=== Records supplied ===
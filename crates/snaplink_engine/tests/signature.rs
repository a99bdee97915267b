use base64::engine::general_purpose::STANDARD as BASE64;
use base64::Engine;
use pretty_assertions::assert_eq;

use snaplink_core::ErrorKind;
use snaplink_engine::{derive_signing_token, extract_cipher_blob, parse_cipher_config};

/// Assemble the helper page the way the upstream publishes it: a
/// self-evaluating base64 script whose decoded body assigns the cipher
/// object with single-quoted members.
fn cipher_page(object_literal: &str) -> String {
    let script = format!("var gC = {object_literal};");
    format!(
        "<html><head><script>eval(atob('{}'));</script></head><body></body></html>",
        BASE64.encode(script)
    )
}

fn object_literal(sequence_plain: &str, alphabet: &str, ident: &str, f: [&str; 6]) -> String {
    format!(
        "{{'0': '{}', '1': '{alphabet}', '2': '{ident}', 'f': ['{}', '{}', '{}', '{}', '{}', '{}']}}",
        BASE64.encode(sequence_plain),
        f[0],
        f[1],
        f[2],
        f[3],
        f[4],
        f[5],
    )
}

#[test]
fn derives_token_from_plain_configuration() {
    // alphabet indexes for "media" are 12/4/3/8/0; each token is offset +3.
    let page = cipher_page(&object_literal(
        "15-7-6-11-3",
        "abcdefghijklmnopqrstuvwxyz",
        "v2",
        ["0", "0", "3", "0", "-", "K"],
    ));

    let blob = extract_cipher_blob(&page).unwrap();
    let config = parse_cipher_config(&blob).unwrap();
    let key = derive_signing_token(&config).unwrap();
    assert_eq!(key.as_str(), "v2-Kmedia");
    assert_eq!(key.query_value(), BASE64.encode("v2-Kmedia"));
}

#[test]
fn derivation_is_deterministic() {
    let page = cipher_page(&object_literal(
        "15-7-6-11-3",
        "abcdefghijklmnopqrstuvwxyz",
        "v2",
        ["0", "0", "3", "0", "-", "K"],
    ));
    let config = parse_cipher_config(&extract_cipher_blob(&page).unwrap()).unwrap();

    let first = derive_signing_token(&config).unwrap();
    let second = derive_signing_token(&config).unwrap();
    assert_eq!(first, second);
}

#[test]
fn applies_reversal_case_transform_and_truncation() {
    // Reversed alphabet is "jihgfedcba"; tokens 5/10/7/6 offset by 1 give
    // indexes 4/9/6/5 = "fade", uppercased then truncated to 3 chars.
    let page = cipher_page(&object_literal(
        "5.10.7.6",
        "abcdefghij",
        "x9",
        ["2", "3", "1", "1", ".", "Q"],
    ));
    let config = parse_cipher_config(&extract_cipher_blob(&page).unwrap()).unwrap();

    let key = derive_signing_token(&config).unwrap();
    assert_eq!(key.as_str(), "x9-QFAD");
}

#[test]
fn skips_non_numeric_sequence_fragments() {
    let page = cipher_page(&object_literal(
        "15-x-7-6--11-3",
        "abcdefghijklmnopqrstuvwxyz",
        "v2",
        ["0", "0", "3", "0", "-", "K"],
    ));
    let config = parse_cipher_config(&extract_cipher_blob(&page).unwrap()).unwrap();

    let key = derive_signing_token(&config).unwrap();
    assert_eq!(key.as_str(), "v2-Kmedia");
}

#[test]
fn out_of_range_indexes_are_dropped() {
    // 2 - 3 is negative and 99 - 3 is past the alphabet; both vanish.
    let page = cipher_page(&object_literal(
        "2-15-99",
        "abcdefghijklmnopqrstuvwxyz",
        "v2",
        ["0", "0", "3", "0", "-", "K"],
    ));
    let config = parse_cipher_config(&extract_cipher_blob(&page).unwrap()).unwrap();

    let key = derive_signing_token(&config).unwrap();
    assert_eq!(key.as_str(), "v2-Km");
}

#[test]
fn missing_required_key_fails_derivation() {
    // No "f" parameter list at all.
    let literal = format!(
        "{{'0': '{}', '1': 'abc', '2': 'v2'}}",
        BASE64.encode("1-2-3")
    );
    let page = cipher_page(&literal);

    let blob = extract_cipher_blob(&page).unwrap();
    let err = parse_cipher_config(&blob).unwrap_err();
    assert_eq!(err.kind, ErrorKind::SignatureDerivation);
}

#[test]
fn short_parameter_list_fails_derivation() {
    let literal = format!(
        "{{'0': '{}', '1': 'abc', '2': 'v2', 'f': ['0', '0', '3']}}",
        BASE64.encode("1-2-3")
    );
    let page = cipher_page(&literal);

    let err = parse_cipher_config(&extract_cipher_blob(&page).unwrap()).unwrap_err();
    assert_eq!(err.kind, ErrorKind::SignatureDerivation);
}

#[test]
fn non_numeric_control_parameter_fails_derivation() {
    let page = cipher_page(&object_literal(
        "15-7-6-11-3",
        "abcdefghijklmnopqrstuvwxyz",
        "v2",
        ["zero", "0", "3", "0", "-", "K"],
    ));
    let config = parse_cipher_config(&extract_cipher_blob(&page).unwrap()).unwrap();

    let err = derive_signing_token(&config).unwrap_err();
    assert_eq!(err.kind, ErrorKind::SignatureDerivation);
}

#[test]
fn page_without_cipher_script_reports_upstream_shape() {
    let err = extract_cipher_blob("<html><body>maintenance</body></html>").unwrap_err();
    assert_eq!(err.kind, ErrorKind::UpstreamUnavailable);
}

#[test]
fn undecodable_blob_fails_derivation() {
    let err = parse_cipher_config("!!!not-base64!!!").unwrap_err();
    assert_eq!(err.kind, ErrorKind::SignatureDerivation);
}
===
__Problem__
Every line in the records above with the string "offset" in it should be shown.

__Finished task__
    // alphabet indexes for "media" are 12/4/3/8/0; each token is offset +3.
    // Reversed alphabet is "jihgfedcba"; tokens 5/10/7/6 offset by 1 give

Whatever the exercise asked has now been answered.